_DATASET ENTRIES_
============================================================

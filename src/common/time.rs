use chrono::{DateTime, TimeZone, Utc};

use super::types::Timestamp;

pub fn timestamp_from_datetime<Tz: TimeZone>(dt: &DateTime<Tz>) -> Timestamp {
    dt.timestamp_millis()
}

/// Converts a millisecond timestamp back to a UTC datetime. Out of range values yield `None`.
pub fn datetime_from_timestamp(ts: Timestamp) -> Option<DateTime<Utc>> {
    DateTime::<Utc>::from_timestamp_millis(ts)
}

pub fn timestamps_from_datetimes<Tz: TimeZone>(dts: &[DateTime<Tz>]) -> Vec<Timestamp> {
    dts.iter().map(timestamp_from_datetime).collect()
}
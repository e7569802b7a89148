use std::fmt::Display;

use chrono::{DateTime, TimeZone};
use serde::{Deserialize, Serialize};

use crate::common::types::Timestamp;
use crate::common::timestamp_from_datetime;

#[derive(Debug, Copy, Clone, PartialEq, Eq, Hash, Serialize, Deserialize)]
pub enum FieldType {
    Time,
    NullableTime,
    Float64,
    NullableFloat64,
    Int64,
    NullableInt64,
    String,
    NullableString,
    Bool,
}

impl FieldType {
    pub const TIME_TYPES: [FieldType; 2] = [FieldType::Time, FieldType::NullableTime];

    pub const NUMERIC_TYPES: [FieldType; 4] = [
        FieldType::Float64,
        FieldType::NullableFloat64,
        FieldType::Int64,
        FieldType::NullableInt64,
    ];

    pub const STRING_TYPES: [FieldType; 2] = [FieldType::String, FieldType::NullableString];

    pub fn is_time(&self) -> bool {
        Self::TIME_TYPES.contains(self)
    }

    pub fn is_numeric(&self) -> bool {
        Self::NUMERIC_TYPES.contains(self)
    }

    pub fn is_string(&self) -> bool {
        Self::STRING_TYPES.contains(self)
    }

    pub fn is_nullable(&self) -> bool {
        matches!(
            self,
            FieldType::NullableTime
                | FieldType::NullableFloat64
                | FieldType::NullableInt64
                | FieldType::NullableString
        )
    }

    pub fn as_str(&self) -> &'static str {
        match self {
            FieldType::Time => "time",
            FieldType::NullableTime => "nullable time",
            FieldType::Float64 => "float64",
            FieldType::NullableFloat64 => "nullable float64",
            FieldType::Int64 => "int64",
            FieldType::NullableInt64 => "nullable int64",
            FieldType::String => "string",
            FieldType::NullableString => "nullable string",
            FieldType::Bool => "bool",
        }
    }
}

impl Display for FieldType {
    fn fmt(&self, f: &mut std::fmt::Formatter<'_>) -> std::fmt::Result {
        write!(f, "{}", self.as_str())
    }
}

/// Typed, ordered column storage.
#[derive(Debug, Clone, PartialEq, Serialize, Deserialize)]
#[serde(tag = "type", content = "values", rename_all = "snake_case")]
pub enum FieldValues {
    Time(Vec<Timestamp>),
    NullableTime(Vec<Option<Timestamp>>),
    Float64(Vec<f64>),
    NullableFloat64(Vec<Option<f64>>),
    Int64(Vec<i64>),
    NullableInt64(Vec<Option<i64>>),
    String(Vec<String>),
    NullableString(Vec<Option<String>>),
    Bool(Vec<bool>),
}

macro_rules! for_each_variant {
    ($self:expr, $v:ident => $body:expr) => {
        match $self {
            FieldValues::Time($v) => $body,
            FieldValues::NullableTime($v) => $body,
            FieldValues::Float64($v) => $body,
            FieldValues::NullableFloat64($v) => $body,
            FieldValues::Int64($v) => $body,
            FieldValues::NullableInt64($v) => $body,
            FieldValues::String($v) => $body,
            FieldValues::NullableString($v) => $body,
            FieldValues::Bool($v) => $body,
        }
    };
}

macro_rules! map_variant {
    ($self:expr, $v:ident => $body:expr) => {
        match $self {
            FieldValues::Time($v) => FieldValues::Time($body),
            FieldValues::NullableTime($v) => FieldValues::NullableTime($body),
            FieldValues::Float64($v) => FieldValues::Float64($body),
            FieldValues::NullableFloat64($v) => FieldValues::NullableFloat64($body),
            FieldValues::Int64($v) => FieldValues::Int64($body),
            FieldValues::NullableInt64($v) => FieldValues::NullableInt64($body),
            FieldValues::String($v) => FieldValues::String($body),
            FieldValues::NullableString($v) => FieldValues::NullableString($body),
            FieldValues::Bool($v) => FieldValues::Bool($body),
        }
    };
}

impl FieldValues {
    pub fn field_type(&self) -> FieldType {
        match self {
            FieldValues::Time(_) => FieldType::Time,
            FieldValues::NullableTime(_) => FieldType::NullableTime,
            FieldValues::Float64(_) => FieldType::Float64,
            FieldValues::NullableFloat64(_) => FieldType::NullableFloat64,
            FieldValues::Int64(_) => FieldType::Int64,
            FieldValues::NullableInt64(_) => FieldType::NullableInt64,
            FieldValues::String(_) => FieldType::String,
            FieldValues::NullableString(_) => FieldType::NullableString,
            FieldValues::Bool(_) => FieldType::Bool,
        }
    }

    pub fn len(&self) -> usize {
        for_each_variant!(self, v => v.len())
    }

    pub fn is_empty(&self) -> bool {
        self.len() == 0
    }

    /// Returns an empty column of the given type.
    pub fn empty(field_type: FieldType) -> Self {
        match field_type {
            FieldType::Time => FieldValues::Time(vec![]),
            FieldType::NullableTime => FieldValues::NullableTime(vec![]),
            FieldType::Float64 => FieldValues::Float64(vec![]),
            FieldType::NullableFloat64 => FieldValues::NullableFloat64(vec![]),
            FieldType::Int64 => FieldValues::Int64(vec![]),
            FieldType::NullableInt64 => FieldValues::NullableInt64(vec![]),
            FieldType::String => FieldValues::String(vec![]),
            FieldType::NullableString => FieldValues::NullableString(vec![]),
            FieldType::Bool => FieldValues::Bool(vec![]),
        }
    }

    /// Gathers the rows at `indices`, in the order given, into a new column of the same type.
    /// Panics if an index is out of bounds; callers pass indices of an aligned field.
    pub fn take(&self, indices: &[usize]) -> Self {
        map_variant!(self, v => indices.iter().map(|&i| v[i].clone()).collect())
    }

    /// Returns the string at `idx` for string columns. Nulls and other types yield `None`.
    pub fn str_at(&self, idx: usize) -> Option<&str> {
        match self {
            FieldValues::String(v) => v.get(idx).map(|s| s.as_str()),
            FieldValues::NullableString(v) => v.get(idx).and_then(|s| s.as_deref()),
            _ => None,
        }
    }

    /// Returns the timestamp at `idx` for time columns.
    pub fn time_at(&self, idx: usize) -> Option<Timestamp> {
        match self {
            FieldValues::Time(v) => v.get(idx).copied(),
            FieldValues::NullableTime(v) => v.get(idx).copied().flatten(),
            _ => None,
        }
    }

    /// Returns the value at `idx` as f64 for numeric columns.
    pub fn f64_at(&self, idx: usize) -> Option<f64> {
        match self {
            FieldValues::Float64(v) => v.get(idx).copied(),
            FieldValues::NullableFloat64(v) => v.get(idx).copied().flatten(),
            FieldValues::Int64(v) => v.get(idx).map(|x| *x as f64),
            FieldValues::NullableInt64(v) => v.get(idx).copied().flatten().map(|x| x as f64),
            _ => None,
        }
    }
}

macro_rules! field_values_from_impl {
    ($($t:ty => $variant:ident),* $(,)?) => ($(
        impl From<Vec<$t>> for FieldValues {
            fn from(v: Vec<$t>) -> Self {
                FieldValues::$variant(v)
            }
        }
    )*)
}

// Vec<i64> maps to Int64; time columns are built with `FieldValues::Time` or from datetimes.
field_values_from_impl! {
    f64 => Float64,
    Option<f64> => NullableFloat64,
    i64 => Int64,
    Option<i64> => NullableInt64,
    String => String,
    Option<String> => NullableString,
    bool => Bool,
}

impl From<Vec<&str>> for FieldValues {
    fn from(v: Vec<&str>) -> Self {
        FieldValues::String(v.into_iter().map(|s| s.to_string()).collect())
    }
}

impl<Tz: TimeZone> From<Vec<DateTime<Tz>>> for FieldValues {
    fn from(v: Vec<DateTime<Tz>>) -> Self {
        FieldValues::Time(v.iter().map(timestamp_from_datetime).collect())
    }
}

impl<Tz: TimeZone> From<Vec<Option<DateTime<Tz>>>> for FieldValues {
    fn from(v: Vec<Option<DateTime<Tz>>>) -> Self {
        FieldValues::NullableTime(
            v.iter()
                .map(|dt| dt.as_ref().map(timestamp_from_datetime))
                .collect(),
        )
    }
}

============================================================

_EXERCISE_
Show the lines above that include "contains".

_TASK SOLUTION_
        Self::TIME_TYPES.contains(self)
        Self::NUMERIC_TYPES.contains(self)
        Self::STRING_TYPES.contains(self)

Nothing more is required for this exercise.